Spatial Feature Reduction in Long-term EEG for Patient-specific Epileptic Seizure Event Detection

Abstract

Seizure is a common phenomenon among patients with epilepsy. Detection of seizure at the onset enables immediate actions to be taken. However, real-time seizure event and onset detection in an ambulatory epilepsy patient using continuous scalp EEG monitoring proves to be difficult with the hardware associated with signal acquisition. Furthermore, developing a universal seizure detection algorithm is not applicable due to the patient dependence. The prominent challenge in working with EEG its non-stationarity. Hence, time-frequency methods such as wavelet analysis have been used in recent research, to develop algorithms. In this study, we develop patient specific seizure detection system in which, Discrete Wavelet Packet Transform (DWPT) is used to extract wavelet packet energy and use a single EEG channel to train an offline SVM classifier. This study is conducted to prove that accurate seizure prediction can be performed using at most two channels for most patients and develop a system for real-time monitoring and seizure event detection.
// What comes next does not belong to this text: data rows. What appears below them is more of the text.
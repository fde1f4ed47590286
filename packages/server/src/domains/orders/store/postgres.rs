use std::collections::HashMap;

use anyhow::Result;
use async_trait::async_trait;
use sqlx::{PgPool, Postgres, QueryBuilder, Transaction};

use super::{CourierGuard, OrderGuard, OrderStore, OrderUpdate};
use crate::common::{OrderId, PageParams, UserId};
use crate::domains::orders::models::{
    items_total, NewOrder, NewOrderItem, Order, OrderItem, OrderStatus,
};

pub struct PgOrderStore {
    pool: PgPool,
}

impl PgOrderStore {
    pub fn new(pool: PgPool) -> Self {
        Self { pool }
    }

    /// Loads items for a batch of orders in one round trip.
    async fn attach_items(&self, mut orders: Vec<Order>) -> Result<Vec<Order>> {
        if orders.is_empty() {
            return Ok(orders);
        }
        let ids: Vec<OrderId> = orders.iter().map(|o| o.id).collect();
        let items = sqlx::query_as::<_, OrderItem>(
            "SELECT id, order_id, dish_id, dish_name, qty, price_each
             FROM order_items WHERE order_id = ANY($1)
             ORDER BY id",
        )
        .bind(&ids)
        .fetch_all(&self.pool)
        .await?;

        let mut by_order: HashMap<OrderId, Vec<OrderItem>> = HashMap::new();
        for item in items {
            by_order.entry(item.order_id).or_default().push(item);
        }
        for order in &mut orders {
            order.items = by_order.remove(&order.id).unwrap_or_default();
        }
        Ok(orders)
    }

    async fn attach_items_one(&self, order: Order) -> Result<Order> {
        let mut orders = self.attach_items(vec![order]).await?;
        orders
            .pop()
            .ok_or_else(|| anyhow::anyhow!("order vanished while loading items"))
    }
}

async fn insert_items(
    tx: &mut Transaction<'_, Postgres>,
    order_id: OrderId,
    items: Vec<NewOrderItem>,
) -> Result<Vec<OrderItem>> {
    let mut inserted = Vec::with_capacity(items.len());
    for item in items {
        let item = item.into_item(order_id);
        sqlx::query(
            "INSERT INTO order_items (id, order_id, dish_id, dish_name, qty, price_each)
             VALUES ($1, $2, $3, $4, $5, $6)",
        )
        .bind(item.id)
        .bind(item.order_id)
        .bind(item.dish_id)
        .bind(&item.dish_name)
        .bind(item.qty)
        .bind(item.price_each)
        .execute(&mut **tx)
        .await?;
        inserted.push(item);
    }
    Ok(inserted)
}

/// Appends the guard's conditions to a statement already ending in a WHERE clause.
fn push_guard(qb: &mut QueryBuilder<'_, Postgres>, guard: &OrderGuard) {
    if let Some(statuses) = &guard.statuses {
        qb.push(" AND status = ANY(");
        qb.push_bind(statuses.clone());
        qb.push(")");
    }
    match guard.courier {
        CourierGuard::Any => {}
        CourierGuard::Unassigned => {
            qb.push(" AND courier_id IS NULL");
        }
        CourierGuard::AssignedTo(courier) => {
            qb.push(" AND courier_id = ");
            qb.push_bind(courier);
        }
    }
    if let Some(client) = guard.client {
        qb.push(" AND client_id = ");
        qb.push_bind(client);
    }
    if let Some(reference) = &guard.payment_reference {
        qb.push(" AND payment_reference = ");
        qb.push_bind(reference.clone());
    }
}

#[async_trait]
impl OrderStore for PgOrderStore {
    async fn insert(&self, order: NewOrder) -> Result<Order> {
        let total = items_total(&order.items);
        let mut tx = self.pool.begin().await?;

        let mut created = sqlx::query_as::<_, Order>(
            "INSERT INTO orders (id, client_id, restaurant_id, status, total)
             VALUES ($1, $2, $3, 'created', $4)
             RETURNING *",
        )
        .bind(OrderId::new())
        .bind(order.client_id)
        .bind(order.restaurant_id)
        .bind(total)
        .fetch_one(&mut *tx)
        .await?;

        created.items = insert_items(&mut tx, created.id, order.items).await?;
        tx.commit().await?;
        Ok(created)
    }

    async fn find(&self, id: OrderId) -> Result<Option<Order>> {
        let order = sqlx::query_as::<_, Order>("SELECT * FROM orders WHERE id = $1")
            .bind(id)
            .fetch_optional(&self.pool)
            .await?;
        match order {
            Some(order) => Ok(Some(self.attach_items_one(order).await?)),
            None => Ok(None),
        }
    }

    async fn list_for_client(
        &self,
        client_id: UserId,
        status: Option<OrderStatus>,
        page: PageParams,
    ) -> Result<(Vec<Order>, i64)> {
        let count: i64 = sqlx::query_scalar(
            "SELECT COUNT(*) FROM orders
             WHERE client_id = $1 AND ($2::order_status IS NULL OR status = $2)",
        )
        .bind(client_id)
        .bind(status)
        .fetch_one(&self.pool)
        .await?;

        let orders = sqlx::query_as::<_, Order>(
            "SELECT * FROM orders
             WHERE client_id = $1 AND ($2::order_status IS NULL OR status = $2)
             ORDER BY created_at DESC, id DESC
             LIMIT $3 OFFSET $4",
        )
        .bind(client_id)
        .bind(status)
        .bind(page.limit())
        .bind(page.offset())
        .fetch_all(&self.pool)
        .await?;

        Ok((self.attach_items(orders).await?, count))
    }

    async fn list_claimable(&self, limit: i64) -> Result<Vec<Order>> {
        let orders = sqlx::query_as::<_, Order>(
            "SELECT * FROM orders
             WHERE courier_id IS NULL AND status = ANY($1)
             ORDER BY created_at DESC, id DESC
             LIMIT $2",
        )
        .bind(OrderStatus::CLAIMABLE.to_vec())
        .bind(limit)
        .fetch_all(&self.pool)
        .await?;

        self.attach_items(orders).await
    }

    async fn list_for_courier(
        &self,
        courier_id: UserId,
        statuses: &[OrderStatus],
    ) -> Result<Vec<Order>> {
        let orders = sqlx::query_as::<_, Order>(
            "SELECT * FROM orders
             WHERE courier_id = $1 AND status = ANY($2)
             ORDER BY created_at",
        )
        .bind(courier_id)
        .bind(statuses.to_vec())
        .fetch_all(&self.pool)
        .await?;

        self.attach_items(orders).await
    }

    async fn compare_and_set(
        &self,
        id: OrderId,
        guard: &OrderGuard,
        update: &OrderUpdate,
    ) -> Result<Option<Order>> {
        let mut qb = QueryBuilder::<Postgres>::new("UPDATE orders SET status = ");
        qb.push_bind(update.status);
        if update.status.has_courier() {
            qb.push(", courier_id = COALESCE(");
            qb.push_bind(update.assign_courier);
            qb.push(", courier_id)");
        } else {
            qb.push(", courier_id = NULL");
        }
        if let Some(reference) = &update.payment_reference {
            qb.push(", payment_reference = ");
            qb.push_bind(reference.clone());
        }
        qb.push(", updated_at = NOW() WHERE id = ");
        qb.push_bind(id);
        push_guard(&mut qb, guard);
        qb.push(" RETURNING *");

        let updated = qb
            .build_query_as::<Order>()
            .fetch_optional(&self.pool)
            .await?;

        match updated {
            Some(order) => Ok(Some(self.attach_items_one(order).await?)),
            None => Ok(None),
        }
    }

    async fn replace_items(
        &self,
        id: OrderId,
        guard: &OrderGuard,
        items: Vec<NewOrderItem>,
    ) -> Result<Option<Order>> {
        let total = items_total(&items);
        let mut tx = self.pool.begin().await?;

        // The row lock taken here serializes concurrent edits of the same order
        let mut qb = QueryBuilder::<Postgres>::new("UPDATE orders SET total = ");
        qb.push_bind(total);
        qb.push(", updated_at = NOW() WHERE id = ");
        qb.push_bind(id);
        push_guard(&mut qb, guard);
        qb.push(" RETURNING *");

        let Some(mut order) = qb
            .build_query_as::<Order>()
            .fetch_optional(&mut *tx)
            .await?
        else {
            tx.rollback().await?;
            return Ok(None);
        };

        sqlx::query("DELETE FROM order_items WHERE order_id = $1")
            .bind(id)
            .execute(&mut *tx)
            .await?;
        order.items = insert_items(&mut tx, id, items).await?;

        tx.commit().await?;
        Ok(Some(order))
    }
}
The objective is to maintain a high level of accuracy despite the drastic reduction in spatial features and achieve a low latency of detection so that this algorithm could be used in seizure alert devices with less hardware complexity. CHB-MIT Scalp EEG database has been used in this study and an average sensitivity of detection of 90.3% an average specificity of 99% with an average latency of 3.41s have been achieved for 60% of the epileptic seizure subjects considered.